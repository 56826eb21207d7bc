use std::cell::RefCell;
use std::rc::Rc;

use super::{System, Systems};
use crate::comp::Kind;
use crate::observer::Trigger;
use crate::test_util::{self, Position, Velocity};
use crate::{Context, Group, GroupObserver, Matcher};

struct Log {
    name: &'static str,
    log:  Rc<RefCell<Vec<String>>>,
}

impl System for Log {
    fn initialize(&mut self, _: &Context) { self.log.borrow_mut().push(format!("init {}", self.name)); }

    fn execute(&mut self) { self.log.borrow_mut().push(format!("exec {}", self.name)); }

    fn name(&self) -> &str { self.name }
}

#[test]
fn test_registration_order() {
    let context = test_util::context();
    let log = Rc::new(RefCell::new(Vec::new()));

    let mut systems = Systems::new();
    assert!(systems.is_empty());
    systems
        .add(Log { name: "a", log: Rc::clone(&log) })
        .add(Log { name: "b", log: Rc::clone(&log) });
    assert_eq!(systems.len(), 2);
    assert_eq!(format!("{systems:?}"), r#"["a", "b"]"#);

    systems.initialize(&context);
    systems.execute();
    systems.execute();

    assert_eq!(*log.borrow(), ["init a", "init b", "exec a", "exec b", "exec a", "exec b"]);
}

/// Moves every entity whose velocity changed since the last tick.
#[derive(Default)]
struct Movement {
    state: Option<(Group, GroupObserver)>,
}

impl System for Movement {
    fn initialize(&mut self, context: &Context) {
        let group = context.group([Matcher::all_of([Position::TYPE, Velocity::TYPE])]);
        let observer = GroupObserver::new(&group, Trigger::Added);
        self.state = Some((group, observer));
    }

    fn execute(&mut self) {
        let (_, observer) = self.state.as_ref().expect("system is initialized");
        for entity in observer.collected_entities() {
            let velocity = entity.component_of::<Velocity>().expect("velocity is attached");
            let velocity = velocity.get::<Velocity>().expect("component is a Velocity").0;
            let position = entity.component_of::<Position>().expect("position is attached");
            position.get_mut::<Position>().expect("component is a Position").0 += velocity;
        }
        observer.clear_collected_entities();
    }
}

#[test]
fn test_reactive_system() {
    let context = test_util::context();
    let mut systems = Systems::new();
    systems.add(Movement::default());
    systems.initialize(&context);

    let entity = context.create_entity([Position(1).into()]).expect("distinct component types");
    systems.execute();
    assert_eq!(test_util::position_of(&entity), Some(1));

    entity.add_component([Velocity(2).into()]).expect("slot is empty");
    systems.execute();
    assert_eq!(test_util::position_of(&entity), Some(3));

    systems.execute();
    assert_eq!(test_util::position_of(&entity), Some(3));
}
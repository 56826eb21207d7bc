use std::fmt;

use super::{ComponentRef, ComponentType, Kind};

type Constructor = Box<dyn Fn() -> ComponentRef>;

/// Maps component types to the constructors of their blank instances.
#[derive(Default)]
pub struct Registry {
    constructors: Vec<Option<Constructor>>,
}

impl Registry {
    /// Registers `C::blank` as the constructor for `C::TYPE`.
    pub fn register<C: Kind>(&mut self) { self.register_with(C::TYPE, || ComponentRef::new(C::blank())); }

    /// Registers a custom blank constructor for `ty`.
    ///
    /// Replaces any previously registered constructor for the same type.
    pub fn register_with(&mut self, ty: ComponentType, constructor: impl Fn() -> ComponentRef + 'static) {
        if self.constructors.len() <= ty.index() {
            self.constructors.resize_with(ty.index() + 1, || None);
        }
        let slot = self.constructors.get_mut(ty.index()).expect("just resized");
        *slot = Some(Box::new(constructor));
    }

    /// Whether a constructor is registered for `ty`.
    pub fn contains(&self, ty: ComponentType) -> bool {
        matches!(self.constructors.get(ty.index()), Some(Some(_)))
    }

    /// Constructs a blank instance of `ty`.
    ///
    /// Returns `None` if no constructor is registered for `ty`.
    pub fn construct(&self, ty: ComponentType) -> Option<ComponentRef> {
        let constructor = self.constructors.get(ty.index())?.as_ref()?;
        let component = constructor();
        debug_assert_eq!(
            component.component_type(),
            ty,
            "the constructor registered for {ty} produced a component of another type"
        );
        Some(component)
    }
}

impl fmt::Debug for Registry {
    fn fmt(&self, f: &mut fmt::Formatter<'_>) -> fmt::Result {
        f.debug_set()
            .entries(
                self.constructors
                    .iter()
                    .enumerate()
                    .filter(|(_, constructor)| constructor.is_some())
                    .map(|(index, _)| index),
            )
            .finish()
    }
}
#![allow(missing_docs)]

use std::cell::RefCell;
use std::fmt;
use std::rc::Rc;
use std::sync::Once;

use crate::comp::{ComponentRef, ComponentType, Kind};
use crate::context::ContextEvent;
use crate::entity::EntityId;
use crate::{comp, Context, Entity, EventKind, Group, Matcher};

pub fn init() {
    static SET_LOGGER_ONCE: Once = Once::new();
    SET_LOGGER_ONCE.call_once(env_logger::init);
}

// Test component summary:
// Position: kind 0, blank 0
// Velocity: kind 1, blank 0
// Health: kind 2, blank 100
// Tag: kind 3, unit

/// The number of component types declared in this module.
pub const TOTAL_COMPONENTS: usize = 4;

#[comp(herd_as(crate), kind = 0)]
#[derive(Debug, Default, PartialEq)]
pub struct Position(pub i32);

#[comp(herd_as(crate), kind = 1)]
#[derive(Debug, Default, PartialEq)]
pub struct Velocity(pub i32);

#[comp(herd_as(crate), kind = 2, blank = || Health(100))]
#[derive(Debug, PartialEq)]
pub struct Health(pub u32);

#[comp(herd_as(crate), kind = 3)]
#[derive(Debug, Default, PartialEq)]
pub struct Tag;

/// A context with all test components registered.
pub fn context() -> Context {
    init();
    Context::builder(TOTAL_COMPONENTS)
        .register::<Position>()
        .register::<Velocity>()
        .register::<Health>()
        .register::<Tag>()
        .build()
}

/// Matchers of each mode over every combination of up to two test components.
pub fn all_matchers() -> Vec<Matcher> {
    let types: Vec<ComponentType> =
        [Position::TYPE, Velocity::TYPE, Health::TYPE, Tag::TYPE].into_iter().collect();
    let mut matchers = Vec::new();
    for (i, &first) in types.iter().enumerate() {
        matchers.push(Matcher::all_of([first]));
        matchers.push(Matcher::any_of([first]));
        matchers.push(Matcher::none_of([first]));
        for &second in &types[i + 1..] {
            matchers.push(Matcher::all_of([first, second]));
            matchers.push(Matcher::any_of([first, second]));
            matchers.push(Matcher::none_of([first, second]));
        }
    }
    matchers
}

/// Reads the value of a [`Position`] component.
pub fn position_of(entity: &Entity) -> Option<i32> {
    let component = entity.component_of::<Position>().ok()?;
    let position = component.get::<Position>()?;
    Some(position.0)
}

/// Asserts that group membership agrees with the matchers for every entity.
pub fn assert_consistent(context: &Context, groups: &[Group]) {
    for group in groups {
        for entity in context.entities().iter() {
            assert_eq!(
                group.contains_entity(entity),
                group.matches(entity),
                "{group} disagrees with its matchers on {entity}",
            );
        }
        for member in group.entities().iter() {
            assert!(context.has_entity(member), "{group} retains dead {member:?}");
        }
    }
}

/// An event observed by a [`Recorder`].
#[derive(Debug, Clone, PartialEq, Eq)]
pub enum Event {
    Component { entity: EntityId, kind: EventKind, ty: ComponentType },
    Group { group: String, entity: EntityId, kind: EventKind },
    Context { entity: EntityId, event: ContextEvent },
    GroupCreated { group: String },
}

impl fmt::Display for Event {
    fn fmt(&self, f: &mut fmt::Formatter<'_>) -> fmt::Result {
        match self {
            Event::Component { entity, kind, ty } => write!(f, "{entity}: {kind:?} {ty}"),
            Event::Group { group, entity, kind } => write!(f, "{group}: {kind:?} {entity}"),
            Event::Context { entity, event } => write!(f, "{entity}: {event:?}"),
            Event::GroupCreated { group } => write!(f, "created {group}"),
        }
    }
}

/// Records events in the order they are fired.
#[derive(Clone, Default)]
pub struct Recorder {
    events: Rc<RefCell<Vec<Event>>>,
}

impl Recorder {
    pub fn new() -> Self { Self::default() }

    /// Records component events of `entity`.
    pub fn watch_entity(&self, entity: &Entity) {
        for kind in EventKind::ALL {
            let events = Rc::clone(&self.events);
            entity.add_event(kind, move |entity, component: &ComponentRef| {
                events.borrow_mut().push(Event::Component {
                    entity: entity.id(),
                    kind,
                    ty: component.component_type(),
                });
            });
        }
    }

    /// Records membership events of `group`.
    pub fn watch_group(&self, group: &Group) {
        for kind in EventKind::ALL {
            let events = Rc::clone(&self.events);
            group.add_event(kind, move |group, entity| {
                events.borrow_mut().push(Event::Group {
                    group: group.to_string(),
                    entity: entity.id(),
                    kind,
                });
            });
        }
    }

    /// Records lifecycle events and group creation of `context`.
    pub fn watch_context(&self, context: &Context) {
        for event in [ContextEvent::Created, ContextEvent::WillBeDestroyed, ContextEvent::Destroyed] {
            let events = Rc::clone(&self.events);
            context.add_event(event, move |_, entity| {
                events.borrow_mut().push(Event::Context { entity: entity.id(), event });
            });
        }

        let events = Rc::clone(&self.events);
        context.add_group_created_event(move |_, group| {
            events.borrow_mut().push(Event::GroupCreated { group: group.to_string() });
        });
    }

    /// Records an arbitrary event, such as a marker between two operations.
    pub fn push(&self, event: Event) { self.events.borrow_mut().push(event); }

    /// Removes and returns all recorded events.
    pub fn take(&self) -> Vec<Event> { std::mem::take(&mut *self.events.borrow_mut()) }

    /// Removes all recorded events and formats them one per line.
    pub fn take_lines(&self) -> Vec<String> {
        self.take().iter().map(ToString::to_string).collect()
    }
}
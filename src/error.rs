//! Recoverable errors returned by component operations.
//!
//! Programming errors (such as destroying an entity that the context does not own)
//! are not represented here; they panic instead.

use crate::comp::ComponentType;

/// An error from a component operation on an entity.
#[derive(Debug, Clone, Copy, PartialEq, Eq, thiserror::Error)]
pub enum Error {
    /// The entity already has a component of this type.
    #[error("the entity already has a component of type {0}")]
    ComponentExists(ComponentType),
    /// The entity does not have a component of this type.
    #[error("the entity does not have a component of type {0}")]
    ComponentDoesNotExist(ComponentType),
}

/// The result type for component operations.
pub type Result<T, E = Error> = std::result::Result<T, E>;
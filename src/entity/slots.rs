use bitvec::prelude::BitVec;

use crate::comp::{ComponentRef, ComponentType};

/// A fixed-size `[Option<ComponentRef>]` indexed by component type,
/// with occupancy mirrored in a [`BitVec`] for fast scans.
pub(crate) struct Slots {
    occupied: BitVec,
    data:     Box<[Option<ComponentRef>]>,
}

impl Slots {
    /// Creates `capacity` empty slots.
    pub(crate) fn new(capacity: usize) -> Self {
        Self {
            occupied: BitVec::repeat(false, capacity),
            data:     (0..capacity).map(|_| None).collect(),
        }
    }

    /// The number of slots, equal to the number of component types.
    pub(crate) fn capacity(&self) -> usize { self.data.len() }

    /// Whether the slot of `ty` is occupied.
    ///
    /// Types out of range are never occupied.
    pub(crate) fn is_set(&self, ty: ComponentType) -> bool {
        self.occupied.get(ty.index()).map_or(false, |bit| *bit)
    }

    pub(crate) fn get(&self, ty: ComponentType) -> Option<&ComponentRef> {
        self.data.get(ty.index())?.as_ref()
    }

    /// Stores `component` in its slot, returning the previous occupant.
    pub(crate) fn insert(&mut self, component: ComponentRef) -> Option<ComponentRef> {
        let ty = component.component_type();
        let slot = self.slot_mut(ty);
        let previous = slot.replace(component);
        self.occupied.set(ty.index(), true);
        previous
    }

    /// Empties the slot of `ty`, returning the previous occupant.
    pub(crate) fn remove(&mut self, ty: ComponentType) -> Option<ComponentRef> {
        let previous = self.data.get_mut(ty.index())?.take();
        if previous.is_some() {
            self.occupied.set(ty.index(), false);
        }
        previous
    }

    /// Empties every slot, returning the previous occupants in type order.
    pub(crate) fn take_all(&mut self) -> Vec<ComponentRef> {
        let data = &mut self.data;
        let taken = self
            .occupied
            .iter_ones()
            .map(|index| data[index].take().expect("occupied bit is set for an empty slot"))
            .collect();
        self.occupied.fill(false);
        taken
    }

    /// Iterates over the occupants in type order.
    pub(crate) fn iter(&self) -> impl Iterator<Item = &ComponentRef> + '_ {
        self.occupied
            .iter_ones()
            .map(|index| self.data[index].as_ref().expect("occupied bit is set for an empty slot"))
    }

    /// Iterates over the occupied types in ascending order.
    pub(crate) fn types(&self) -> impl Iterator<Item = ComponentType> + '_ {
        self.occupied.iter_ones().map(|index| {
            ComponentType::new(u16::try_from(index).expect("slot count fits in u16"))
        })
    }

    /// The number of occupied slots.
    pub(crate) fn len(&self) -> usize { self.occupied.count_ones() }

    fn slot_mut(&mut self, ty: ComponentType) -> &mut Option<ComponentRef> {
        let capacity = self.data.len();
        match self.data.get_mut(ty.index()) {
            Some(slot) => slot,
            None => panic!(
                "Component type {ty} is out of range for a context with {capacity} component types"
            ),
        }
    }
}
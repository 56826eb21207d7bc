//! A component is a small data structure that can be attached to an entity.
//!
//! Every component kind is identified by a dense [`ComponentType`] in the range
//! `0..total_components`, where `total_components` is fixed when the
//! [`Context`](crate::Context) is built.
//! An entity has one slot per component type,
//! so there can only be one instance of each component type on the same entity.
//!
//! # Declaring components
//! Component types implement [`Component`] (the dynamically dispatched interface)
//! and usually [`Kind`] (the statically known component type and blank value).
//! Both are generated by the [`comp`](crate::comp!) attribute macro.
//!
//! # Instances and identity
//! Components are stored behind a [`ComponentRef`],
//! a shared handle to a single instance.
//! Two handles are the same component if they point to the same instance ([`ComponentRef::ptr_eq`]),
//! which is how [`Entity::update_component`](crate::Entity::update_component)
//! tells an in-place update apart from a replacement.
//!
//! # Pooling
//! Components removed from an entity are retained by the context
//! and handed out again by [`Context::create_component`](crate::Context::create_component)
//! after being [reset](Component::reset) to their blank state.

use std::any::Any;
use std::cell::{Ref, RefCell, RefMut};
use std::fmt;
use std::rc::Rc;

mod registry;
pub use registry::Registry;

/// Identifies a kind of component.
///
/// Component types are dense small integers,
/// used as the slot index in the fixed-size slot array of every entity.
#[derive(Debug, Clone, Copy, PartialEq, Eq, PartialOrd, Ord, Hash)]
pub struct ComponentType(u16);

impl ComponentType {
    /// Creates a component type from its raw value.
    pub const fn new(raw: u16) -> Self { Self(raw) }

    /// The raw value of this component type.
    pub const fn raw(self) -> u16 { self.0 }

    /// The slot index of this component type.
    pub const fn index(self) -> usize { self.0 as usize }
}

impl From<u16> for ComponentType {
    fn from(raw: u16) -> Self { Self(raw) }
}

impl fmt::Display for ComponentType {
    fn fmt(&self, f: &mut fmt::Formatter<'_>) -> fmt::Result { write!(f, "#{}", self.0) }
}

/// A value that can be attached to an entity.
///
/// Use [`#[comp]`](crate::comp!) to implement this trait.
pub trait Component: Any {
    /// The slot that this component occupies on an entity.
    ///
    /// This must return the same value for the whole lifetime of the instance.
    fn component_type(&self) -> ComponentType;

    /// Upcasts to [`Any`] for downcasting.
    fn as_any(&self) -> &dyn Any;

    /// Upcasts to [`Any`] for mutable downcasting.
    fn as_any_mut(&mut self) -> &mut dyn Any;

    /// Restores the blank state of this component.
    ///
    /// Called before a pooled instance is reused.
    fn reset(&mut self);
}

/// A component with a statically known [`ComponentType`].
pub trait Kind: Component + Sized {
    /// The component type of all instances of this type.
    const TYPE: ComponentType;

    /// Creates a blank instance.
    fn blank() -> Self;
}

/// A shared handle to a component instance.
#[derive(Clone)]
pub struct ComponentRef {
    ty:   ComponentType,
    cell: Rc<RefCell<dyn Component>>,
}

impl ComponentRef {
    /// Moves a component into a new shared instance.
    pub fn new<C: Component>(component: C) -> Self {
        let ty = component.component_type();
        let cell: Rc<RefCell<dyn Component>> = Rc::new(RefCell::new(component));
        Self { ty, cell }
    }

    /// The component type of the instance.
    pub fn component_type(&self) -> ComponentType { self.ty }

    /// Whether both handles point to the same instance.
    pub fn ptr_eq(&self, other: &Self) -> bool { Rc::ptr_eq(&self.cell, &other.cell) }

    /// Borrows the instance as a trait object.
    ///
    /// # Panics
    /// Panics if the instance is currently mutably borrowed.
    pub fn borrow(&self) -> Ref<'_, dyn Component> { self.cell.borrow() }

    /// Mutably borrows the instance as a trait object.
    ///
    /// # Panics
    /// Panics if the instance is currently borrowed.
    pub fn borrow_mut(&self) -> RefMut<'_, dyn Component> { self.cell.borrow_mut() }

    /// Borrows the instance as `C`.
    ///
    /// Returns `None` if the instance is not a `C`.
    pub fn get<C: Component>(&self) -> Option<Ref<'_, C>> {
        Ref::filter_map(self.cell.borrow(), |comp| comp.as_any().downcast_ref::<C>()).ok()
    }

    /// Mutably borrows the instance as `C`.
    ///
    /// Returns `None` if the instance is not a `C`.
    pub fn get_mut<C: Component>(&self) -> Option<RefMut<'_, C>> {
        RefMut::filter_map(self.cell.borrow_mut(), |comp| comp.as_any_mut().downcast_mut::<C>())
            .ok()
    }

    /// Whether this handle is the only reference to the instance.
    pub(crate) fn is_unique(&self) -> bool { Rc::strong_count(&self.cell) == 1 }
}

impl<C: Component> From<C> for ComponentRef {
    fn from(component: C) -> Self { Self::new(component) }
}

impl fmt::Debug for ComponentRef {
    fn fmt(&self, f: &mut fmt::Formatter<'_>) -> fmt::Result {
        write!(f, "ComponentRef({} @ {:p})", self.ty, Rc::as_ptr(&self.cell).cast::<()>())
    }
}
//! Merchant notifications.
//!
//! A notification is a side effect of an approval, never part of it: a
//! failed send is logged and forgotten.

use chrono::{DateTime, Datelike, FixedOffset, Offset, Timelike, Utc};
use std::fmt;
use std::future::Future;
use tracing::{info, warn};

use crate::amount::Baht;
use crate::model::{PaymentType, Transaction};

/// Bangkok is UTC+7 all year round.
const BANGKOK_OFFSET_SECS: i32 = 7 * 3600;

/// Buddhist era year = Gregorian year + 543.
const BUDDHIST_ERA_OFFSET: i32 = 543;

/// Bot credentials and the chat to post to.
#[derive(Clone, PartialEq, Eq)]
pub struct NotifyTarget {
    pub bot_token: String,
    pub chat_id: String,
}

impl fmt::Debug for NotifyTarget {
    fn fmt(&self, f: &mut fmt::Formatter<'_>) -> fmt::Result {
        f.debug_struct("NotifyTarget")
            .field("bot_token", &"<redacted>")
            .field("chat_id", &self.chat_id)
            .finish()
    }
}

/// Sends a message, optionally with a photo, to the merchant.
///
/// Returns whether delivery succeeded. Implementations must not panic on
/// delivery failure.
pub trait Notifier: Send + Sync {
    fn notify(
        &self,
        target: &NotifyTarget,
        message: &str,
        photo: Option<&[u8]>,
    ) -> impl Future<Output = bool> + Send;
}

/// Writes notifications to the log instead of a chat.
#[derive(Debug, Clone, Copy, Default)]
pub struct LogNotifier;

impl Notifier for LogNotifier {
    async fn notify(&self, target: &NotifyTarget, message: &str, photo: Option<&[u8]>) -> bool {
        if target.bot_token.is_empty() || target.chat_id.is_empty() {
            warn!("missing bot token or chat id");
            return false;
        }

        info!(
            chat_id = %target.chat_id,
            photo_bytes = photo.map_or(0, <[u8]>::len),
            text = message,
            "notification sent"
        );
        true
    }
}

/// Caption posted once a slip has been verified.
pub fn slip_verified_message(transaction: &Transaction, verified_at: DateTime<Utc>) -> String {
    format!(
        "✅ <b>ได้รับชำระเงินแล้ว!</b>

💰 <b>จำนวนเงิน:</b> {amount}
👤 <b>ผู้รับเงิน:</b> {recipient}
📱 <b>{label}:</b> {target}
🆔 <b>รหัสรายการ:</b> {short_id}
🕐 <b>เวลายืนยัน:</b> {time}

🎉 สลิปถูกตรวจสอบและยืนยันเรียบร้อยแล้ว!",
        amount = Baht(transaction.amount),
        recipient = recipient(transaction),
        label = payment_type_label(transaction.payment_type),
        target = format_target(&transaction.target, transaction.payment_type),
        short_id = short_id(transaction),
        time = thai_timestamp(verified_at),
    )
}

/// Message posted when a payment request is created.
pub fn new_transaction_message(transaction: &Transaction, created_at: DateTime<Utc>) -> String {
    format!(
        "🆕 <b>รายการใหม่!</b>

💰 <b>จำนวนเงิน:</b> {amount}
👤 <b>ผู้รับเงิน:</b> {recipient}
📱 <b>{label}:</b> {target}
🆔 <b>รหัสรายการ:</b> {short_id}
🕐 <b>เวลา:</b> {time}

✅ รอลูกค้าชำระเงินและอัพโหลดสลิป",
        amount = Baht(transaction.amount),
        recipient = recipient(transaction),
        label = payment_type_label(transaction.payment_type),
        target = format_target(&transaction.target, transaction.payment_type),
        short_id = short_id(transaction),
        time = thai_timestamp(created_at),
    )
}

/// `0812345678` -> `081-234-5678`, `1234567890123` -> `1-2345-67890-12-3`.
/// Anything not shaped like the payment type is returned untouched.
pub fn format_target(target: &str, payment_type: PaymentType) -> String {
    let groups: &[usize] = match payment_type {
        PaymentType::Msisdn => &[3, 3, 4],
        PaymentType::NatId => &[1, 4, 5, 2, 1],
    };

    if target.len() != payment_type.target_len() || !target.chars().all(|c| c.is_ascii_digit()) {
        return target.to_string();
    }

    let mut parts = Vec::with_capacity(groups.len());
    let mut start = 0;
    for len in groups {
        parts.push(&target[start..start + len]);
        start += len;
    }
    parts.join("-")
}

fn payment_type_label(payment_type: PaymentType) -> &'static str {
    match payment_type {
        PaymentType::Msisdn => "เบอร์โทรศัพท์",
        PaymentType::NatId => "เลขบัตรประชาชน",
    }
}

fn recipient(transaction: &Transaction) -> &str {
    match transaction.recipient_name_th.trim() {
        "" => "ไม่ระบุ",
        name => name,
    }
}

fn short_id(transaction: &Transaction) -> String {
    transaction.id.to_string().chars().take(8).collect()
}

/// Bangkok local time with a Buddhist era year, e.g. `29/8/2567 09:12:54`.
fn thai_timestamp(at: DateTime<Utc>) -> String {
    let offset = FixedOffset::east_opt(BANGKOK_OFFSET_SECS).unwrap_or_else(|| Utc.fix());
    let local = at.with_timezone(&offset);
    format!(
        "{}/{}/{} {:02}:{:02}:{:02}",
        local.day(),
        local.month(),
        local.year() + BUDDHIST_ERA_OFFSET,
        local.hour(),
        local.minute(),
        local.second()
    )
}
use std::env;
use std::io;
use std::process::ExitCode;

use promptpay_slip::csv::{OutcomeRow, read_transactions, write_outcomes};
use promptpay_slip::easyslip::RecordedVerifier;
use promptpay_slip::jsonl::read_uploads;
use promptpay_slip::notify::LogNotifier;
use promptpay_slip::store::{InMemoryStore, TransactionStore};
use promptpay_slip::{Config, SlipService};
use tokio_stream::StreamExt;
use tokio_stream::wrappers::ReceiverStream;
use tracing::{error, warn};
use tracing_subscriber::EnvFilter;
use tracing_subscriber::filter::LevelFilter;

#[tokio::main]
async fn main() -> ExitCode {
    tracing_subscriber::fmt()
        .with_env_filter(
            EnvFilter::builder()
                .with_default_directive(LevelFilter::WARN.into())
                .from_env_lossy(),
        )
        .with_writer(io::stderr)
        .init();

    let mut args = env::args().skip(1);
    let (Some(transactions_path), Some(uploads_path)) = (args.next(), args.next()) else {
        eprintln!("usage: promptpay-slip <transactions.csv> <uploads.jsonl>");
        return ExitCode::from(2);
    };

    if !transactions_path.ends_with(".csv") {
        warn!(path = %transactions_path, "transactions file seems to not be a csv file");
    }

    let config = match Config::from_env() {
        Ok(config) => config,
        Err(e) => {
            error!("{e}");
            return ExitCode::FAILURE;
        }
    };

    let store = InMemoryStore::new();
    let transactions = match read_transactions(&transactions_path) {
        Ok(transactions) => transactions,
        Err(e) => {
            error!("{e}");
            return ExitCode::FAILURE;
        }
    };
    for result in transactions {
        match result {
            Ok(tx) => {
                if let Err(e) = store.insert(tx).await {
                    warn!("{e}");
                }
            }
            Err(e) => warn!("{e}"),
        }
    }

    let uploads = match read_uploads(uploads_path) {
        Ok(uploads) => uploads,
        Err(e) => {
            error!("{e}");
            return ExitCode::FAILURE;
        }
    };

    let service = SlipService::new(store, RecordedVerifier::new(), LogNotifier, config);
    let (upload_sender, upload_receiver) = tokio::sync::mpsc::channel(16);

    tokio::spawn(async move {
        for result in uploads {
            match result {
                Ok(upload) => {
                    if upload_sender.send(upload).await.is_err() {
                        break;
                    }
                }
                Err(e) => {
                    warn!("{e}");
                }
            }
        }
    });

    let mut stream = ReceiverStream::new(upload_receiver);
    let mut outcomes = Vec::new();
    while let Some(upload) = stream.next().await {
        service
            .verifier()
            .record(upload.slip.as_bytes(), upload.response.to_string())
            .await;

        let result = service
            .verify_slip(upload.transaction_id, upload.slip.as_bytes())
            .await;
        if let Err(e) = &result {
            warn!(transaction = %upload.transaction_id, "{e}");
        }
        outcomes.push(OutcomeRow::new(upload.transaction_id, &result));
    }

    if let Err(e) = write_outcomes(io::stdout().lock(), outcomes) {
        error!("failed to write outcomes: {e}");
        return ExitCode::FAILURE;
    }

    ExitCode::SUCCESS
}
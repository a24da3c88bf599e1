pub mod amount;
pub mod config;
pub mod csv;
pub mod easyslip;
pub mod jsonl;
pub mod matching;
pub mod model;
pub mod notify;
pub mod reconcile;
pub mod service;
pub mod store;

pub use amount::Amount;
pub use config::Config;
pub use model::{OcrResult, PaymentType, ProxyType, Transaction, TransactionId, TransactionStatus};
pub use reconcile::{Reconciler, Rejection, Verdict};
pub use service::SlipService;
______________________________
▶ What the task requires
Within the records, filter for lines that contain the word "point" and show each one.

▶ Answer space
//! Two handles are the same component if they point to the same instance ([`ComponentRef::ptr_eq`]),
    /// Whether both handles point to the same instance.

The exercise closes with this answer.